Fix 4: Knowledge Preservation When Killing a Project

# When killing a project, extract the value before the code goes dark
# Future projects will ask "why didn't this work?" — document the answer

# Create a project retrospective document:
cat > retrospective.md << 'EOF'
# Project: [Name]
## Duration: [Start] → [End]
## Investment: $[Amount]

## What We Built
[Brief description of what was implemented]

## Why We Stopped
[Honest explanation — technical/business/team reasons]

## What We Learned
- [Learning 1: specific technical or business insight]
- [Learning 2]

## What We'd Do Differently
- [Different approach 1]
- [Different approach 2]

## Assets Worth Preserving
- [Code/patterns/infrastructure worth carrying forward]

## Assets to Archive (Not Delete)
- Git repository: [link]
- Design documents: [link]
- Database schema: [link]

Tag and archive the repository:

git tag -a "project-end" -m "Project ended $(date). See retrospective for context." git push --tags

Don't delete the repository — you'll want to reference it


## Fix 5: Team Recovery After a Canceled Project

What the team needs after a project is canceled:

Immediate (week 1): → Acknowledge: "We made a good-faith effort. The conditions changed." → Don't blame: no postmortem that identifies who made the decision to start → Celebrate what was accomplished: real skills developed, real assets created → Be specific about what was learned — not vague "we learned a lot"

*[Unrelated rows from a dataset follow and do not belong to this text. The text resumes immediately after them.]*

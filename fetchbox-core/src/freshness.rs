//! HTTP freshness rules.
//!
//! Implements the RFC 2616 §13.2.3 age computation and §13.2.4 expiration
//! heuristic used to decide whether a cached response may be served without
//! revalidation, plus the conditional-request header construction.

use bytes::Bytes;
use chrono::{DateTime, Duration, Utc};

use crate::headers::{parse_option_header, HeaderList};
use crate::httpdate::{format_http_date, parse_http_date};
use crate::meta::CacheMetaData;

/// Decides whether a cached response is still fresh at `now`.
///
/// When an explicit expiration date was recorded at store time it wins and
/// the heuristic never runs: fresh iff `now <= expiration_date`. Without one,
/// the §13.2.3 current-age computation runs against the stored `Age` and
/// `Date` headers, and a missing expiration is derived from `Last-Modified`
/// via the 10% heuristic.
pub fn response_is_fresh(meta: &CacheMetaData, now: DateTime<Utc>) -> bool {
    if let Some(expiration) = meta.expiration_date() {
        return now <= expiration;
    }

    let headers = meta.raw_headers();

    let age_value: i64 = headers
        .get(b"age")
        .and_then(|v| std::str::from_utf8(v).ok())
        .and_then(|v| v.trim().parse().ok())
        .unwrap_or(0);

    let date_header = match headers.get(b"date").and_then(|v| parse_http_date(v)) {
        Some(dt) => dt,
        // without an origin Date there is no freshness lifetime to compare
        None => return false,
    };

    // §13.2.3 with request_time == response_time == now: the response delay
    // and resident time collapse to zero.
    let apparent_age = (now - date_header).num_seconds().max(0);
    let current_age = apparent_age.max(age_value);

    // §13.2.4: derive a heuristic expiration from Last-Modified when none
    // was stored.
    let expiration = match meta.last_modified() {
        Some(last_modified) => {
            let tenth = (now - last_modified).num_seconds() / 10;
            last_modified + Duration::seconds(tenth)
        }
        None => return false,
    };

    let freshness_lifetime = (expiration - date_header).num_seconds();
    freshness_lifetime > current_age
}

/// Builds the conditional-request headers for revalidating `meta`.
///
/// `If-None-Match` is taken from the stored `ETag`, `If-Modified-Since` from
/// the recorded `Last-Modified` timestamp.
pub fn revalidation_headers(meta: &CacheMetaData) -> Vec<(Bytes, Bytes)> {
    let mut out = Vec::new();
    if let Some(etag) = meta.raw_headers().get(b"etag") {
        out.push((Bytes::from_static(b"If-None-Match"), etag.clone()));
    }
    if let Some(last_modified) = meta.last_modified() {
        out.push((
            Bytes::from_static(b"If-Modified-Since"),
            Bytes::from(format_http_date(last_modified)),
        ));
    }
    out
}

/// Returns `true` if the stored `Cache-Control` header carries
/// `must-revalidate`.
pub fn must_revalidate(headers: &HeaderList) -> bool {
    headers
        .get(b"cache-control")
        .map(|v| parse_option_header(v).contains_key("must-revalidate"))
        .unwrap_or(false)
}

/// Derives the expiration date a response's headers ask for.
///
/// `Cache-Control: max-age` wins over `Expires`, matching the store-time
/// behavior the freshness check relies on.
pub fn expiration_from_headers(headers: &HeaderList, now: DateTime<Utc>) -> Option<DateTime<Utc>> {
    if let Some(cc) = headers.get(b"cache-control") {
        let directives = parse_option_header(cc);
        if let Some(max_age) = directives.get("max-age") {
            if let Ok(secs) = max_age.parse::<i64>() {
                return Some(now + Duration::seconds(secs));
            }
        }
    }
    headers.get(b"expires").and_then(|v| parse_http_date(v))
}

/// Reads the `Last-Modified` header as a timestamp.
pub fn last_modified_from_headers(headers: &HeaderList) -> Option<DateTime<Utc>> {
    headers.get(b"last-modified").and_then(|v| parse_http_date(v))
}

#[cfg(test)]
mod tests {
    use super::*;
    use http::Uri;

    fn meta_with_headers(pairs: &[(&str, String)]) -> CacheMetaData {
        let url: Uri = "http://example.com/x".parse().unwrap();
        let mut meta = CacheMetaData::new(&url);
        for (name, value) in pairs {
            meta.raw_headers_mut()
                .append(Bytes::from(name.to_string()), Bytes::from(value.clone()));
        }
        meta
    }

    #[test]
    fn explicit_expiration_wins() {
        let now = Utc::now();
        let mut meta = meta_with_headers(&[]);
        meta.set_expiration_date(Some(now + Duration::seconds(60)));
        assert!(response_is_fresh(&meta, now));

        meta.set_expiration_date(Some(now - Duration::seconds(1)));
        assert!(!response_is_fresh(&meta, now));
    }

    #[test]
    fn heuristic_uses_last_modified_tenth() {
        let now = Utc::now();
        // modified 10 days ago, Date stamped now: heuristic lifetime is one
        // day, current age zero
        let mut meta = meta_with_headers(&[("date", format_http_date(now))]);
        meta.set_last_modified(Some(now - Duration::days(10)));
        assert!(response_is_fresh(&meta, now));

        // Date stamped two days ago: current age exceeds the one-day lifetime
        let mut meta =
            meta_with_headers(&[("date", format_http_date(now - Duration::days(2)))]);
        meta.set_last_modified(Some(now - Duration::days(10)));
        assert!(!response_is_fresh(&meta, now));
    }

    #[test]
    fn age_header_counts_against_freshness() {
        let now = Utc::now();
        let mut meta = meta_with_headers(&[
            ("date", format_http_date(now)),
            ("age", (2 * 86_400).to_string()),
        ]);
        meta.set_last_modified(Some(now - Duration::days(10)));
        assert!(!response_is_fresh(&meta, now));
    }

    #[test]
    fn missing_date_or_last_modified_is_stale() {
        let now = Utc::now();
        let mut meta = meta_with_headers(&[]);
        meta.set_last_modified(Some(now - Duration::days(10)));
        assert!(!response_is_fresh(&meta, now));

        let meta = meta_with_headers(&[("date", format_http_date(now))]);
        assert!(!response_is_fresh(&meta, now));
    }

    #[test]
    fn revalidation_headers_from_etag_and_last_modified() {
        let now = Utc::now();
        let mut meta = meta_with_headers(&[("ETag", "\"v1\"".to_string())]);
        meta.set_last_modified(Some(now - Duration::days(1)));

        let headers = revalidation_headers(&meta);
        assert_eq!(headers.len(), 2);
        assert_eq!(headers[0].0, Bytes::from_static(b"If-None-Match"));
        assert_eq!(headers[0].1, Bytes::from_static(b"\"v1\""));
        assert_eq!(headers[1].0, Bytes::from_static(b"If-Modified-Since"));
        assert!(parse_http_date(&headers[1].1).is_some());
    }

    #[test]
    fn max_age_beats_expires() {
        let now = Utc::now();
        let headers: HeaderList = vec![
            (
                Bytes::from_static(b"cache-control"),
                Bytes::from_static(b"max-age=60"),
            ),
            (
                Bytes::from_static(b"expires"),
                Bytes::from(format_http_date(now + Duration::seconds(3600))),
            ),
        ]
        .into_iter()
        .collect();

        let expiration = expiration_from_headers(&headers, now).unwrap();
        assert_eq!((expiration - now).num_seconds(), 60);
    }
}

Short-term (weeks 2-4): → Assign the team to meaningful work quickly — idle time festers → Give engineers the space to close out the project properly → Avoid immediately starting a "replacement" project with the same team — debrief first → Identify individuals who might be burned out — check in directly

Longer-term (months 2-3): → Document the project learnings in a format the company can use → Use the experience in future project evaluation: "We've seen this pattern before" → Frame it as institutional learning, not individual failure → Review: what decision process would have caught this earlier?

What leadership does wrong: → Pretend it didn't happen (morale plummets from the lack of acknowledgment) → Blame the team (demoralizes, causes departures) → Immediately assign the team to the same type of project (burnout risk) → Lose the lessons (same mistake made again 18 months later)


## Project Kill Decision Checklist

-Sunk cost separated from future investment — only future cost matters in the decision
-Business case documented: cost to complete vs cost of alternatives
-Pivot option explored: can we keep the value and abandon the risk?
-Clear recommendation made by the most informed engineer — not just escalated as "unclear"
-Knowledge preservation: retrospective document and repo archived with context
-Assets worth saving explicitly identified and incorporated into other work
-Team recovery plan: acknowledge, celebrate wins, assign to meaningful work quickly

## Conclusion

Killing a project is an act of organizational health, not failure. The failure would be spending another six months on something that can't succeed because stopping feels painful. The engineering case for stopping requires separating sunk cost from future investment, making a clear recommendation with a confidence interval, and proposing the pivot or kill with specific conditions that would change the conclusion. The teams that develop this muscle — honest assessment, clear recommendation, graceful exit — recover from failed projects faster and build better institutional knowledge for the next one.